The DM simply accepts that shortcut and moves on to the next scene.
How do you recognize these short cuts? How does a player mark that he wants the scene reframed? Is there ever negotiation on that point? How would the DM counter-offer? How would a player go about counter offering? How does the table resolve issues like a feeling that one player is grabbing too much spotlight?
However, since I feel, and I think the group agrees, that nothing in the game world actually exists until such time as the PC's engage with it in some way...
That's just a MASSIVE difference. Talk about validating Celebrim's Second Law. I have the exact opposite stance. Everything in the game world exists independently of the PC's or thier actions. It's there. Even if I haven't previously written it down, if you ask me to think about it I can churn out a detailed description of just about anything.
How do you mean reframing?
Ok, so first let's define 'scene framing'. Scene framing is what the story teller does when he describes what the characters are currently seeing and experiencing to the players so that they can share in the imagined space. It's when you give the actors there scene. "Ok, you've just remet after not seeing each other for a long time. You are in a city called Amalteen, which is an important port town and you having breakfast on the patio of this tavern which is right on the harbor."
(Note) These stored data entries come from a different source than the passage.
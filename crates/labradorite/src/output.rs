//! Output formatting: JSON, compact JSON, YAML.

use std::io::{self, Write};

use crate::cli::OutputFormat;
use crate::error::CliError;

/// Render a serde-serializable value in the chosen format.
pub fn render<T: serde::Serialize + ?Sized>(
    format: OutputFormat,
    data: &T,
) -> Result<String, CliError> {
    match format {
        OutputFormat::Json => render_json(data, false),
        OutputFormat::JsonCompact => render_json(data, true),
        OutputFormat::Yaml => render_yaml(data),
    }
}

/// Print the rendered output to stdout, respecting quiet mode.
pub fn print_output(output: &str, quiet: bool) {
    if quiet || output.is_empty() {
        return;
    }
    let mut stdout = io::stdout().lock();
    let _ = writeln!(stdout, "{}", output.trim_end_matches('\n'));
}

// ── Format-specific renderers ────────────────────────────────────────

fn render_json<T: serde::Serialize + ?Sized>(data: &T, compact: bool) -> Result<String, CliError> {
    let rendered = if compact {
        serde_json::to_string(data)
    } else {
        serde_json::to_string_pretty(data)
    };
    rendered.map_err(|e| CliError::Render(e.to_string()))
}

fn render_yaml<T: serde::Serialize + ?Sized>(data: &T) -> Result<String, CliError> {
    serde_yaml::to_string(data).map_err(|e| CliError::Render(e.to_string()))
}

#[cfg(test)]
#[allow(clippy::unwrap_used)]
mod tests {
    use pretty_assertions::assert_eq;
    use serde_json::json;

    use super::*;

    #[test]
    fn formats() {
        let value = json!({"soc": {"name": "A18 Pro", "cores": 6}});

        assert_eq!(
            render(OutputFormat::JsonCompact, &value).unwrap(),
            r#"{"soc":{"cores":6,"name":"A18 Pro"}}"#
        );
        assert!(
            render(OutputFormat::Json, &value)
                .unwrap()
                .contains("\n  \"soc\": {")
        );
        assert_eq!(
            render(OutputFormat::Yaml, &value).unwrap(),
            "soc:\n  cores: 6\n  name: A18 Pro\n"
        );
    }
}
Now the players can start interparty role play based on this scene. Or they can query for more information about the scene like, "What's for breakfast?" To which I can respond, "It's late winter and so fresh food is pretty scarce. Most people are having cold curds, toast with butter, and salted fish. Some people have oranges, probably imported in from Irendi, a nation to the south Amalteen is allied with." Or they can start to interact with the environment based on the information, "I'd like to throw some bits of toast to the sea gulls." Ect.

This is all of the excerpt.